== GIVEN ENTRIES ==
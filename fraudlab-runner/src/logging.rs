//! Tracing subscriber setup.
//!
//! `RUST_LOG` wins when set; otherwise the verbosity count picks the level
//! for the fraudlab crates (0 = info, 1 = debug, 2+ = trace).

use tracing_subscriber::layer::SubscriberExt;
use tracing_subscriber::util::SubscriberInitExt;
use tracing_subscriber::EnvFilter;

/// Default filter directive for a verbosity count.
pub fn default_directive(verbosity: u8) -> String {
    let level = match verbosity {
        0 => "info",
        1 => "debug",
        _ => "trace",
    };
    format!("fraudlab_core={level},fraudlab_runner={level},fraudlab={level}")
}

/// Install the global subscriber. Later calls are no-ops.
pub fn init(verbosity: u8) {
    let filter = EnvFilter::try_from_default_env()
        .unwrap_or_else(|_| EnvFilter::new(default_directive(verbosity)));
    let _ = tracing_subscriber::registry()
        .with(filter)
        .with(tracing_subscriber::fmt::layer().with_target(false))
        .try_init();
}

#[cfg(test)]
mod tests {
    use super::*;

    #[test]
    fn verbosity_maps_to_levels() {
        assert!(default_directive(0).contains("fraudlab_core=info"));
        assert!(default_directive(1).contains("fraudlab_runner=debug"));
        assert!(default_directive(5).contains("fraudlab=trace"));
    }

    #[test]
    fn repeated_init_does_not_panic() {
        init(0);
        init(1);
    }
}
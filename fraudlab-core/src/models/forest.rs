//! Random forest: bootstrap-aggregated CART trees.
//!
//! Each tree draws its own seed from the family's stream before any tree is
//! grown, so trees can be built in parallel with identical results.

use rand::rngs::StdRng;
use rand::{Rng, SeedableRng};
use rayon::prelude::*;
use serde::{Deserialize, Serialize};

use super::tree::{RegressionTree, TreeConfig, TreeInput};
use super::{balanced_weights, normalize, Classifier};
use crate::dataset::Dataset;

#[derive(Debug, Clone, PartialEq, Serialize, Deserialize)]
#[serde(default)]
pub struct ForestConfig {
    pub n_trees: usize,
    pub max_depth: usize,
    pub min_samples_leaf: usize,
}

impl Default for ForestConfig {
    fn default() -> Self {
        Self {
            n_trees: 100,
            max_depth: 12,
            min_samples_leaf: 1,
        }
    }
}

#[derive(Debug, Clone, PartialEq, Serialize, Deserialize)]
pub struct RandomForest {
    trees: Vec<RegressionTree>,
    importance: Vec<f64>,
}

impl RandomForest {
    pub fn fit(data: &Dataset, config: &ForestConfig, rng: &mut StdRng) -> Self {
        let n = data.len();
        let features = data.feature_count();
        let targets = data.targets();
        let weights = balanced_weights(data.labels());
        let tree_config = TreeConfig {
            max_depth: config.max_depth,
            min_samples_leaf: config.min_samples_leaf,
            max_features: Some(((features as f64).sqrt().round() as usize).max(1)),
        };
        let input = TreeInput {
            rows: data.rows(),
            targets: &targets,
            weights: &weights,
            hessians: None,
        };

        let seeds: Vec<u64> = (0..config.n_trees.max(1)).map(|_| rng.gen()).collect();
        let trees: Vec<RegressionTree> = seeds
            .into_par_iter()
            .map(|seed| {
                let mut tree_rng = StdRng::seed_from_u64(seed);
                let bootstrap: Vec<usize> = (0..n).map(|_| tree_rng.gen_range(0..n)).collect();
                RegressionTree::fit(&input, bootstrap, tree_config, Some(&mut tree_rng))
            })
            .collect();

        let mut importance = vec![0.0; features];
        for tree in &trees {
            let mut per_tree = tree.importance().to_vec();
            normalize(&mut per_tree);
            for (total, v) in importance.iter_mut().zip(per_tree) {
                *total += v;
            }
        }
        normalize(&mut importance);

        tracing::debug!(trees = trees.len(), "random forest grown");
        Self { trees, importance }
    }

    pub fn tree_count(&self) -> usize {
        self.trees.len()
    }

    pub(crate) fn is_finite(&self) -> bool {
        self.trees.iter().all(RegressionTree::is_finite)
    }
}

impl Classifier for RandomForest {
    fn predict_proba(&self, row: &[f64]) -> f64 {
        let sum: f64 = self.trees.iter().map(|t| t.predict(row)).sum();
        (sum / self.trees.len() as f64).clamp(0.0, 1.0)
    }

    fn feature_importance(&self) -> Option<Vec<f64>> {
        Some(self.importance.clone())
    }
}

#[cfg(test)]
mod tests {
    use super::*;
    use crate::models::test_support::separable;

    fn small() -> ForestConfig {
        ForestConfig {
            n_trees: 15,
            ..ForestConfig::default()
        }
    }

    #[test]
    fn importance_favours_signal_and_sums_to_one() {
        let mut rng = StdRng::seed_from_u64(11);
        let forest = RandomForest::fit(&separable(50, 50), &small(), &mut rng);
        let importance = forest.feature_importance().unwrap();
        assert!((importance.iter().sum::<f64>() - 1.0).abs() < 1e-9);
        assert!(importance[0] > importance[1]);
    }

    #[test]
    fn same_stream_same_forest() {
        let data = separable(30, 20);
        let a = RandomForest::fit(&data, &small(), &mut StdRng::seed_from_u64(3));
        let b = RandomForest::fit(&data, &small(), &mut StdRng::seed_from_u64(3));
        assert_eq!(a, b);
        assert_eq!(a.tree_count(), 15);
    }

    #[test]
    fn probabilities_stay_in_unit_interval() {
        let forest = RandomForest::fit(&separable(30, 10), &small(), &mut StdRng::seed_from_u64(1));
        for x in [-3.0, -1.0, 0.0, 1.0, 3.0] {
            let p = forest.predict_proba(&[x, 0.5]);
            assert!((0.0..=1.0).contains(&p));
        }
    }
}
===
Copy out each line of the records where the string "struct" appears.

_REPLY_
pub struct ForestConfig {
pub struct RandomForest {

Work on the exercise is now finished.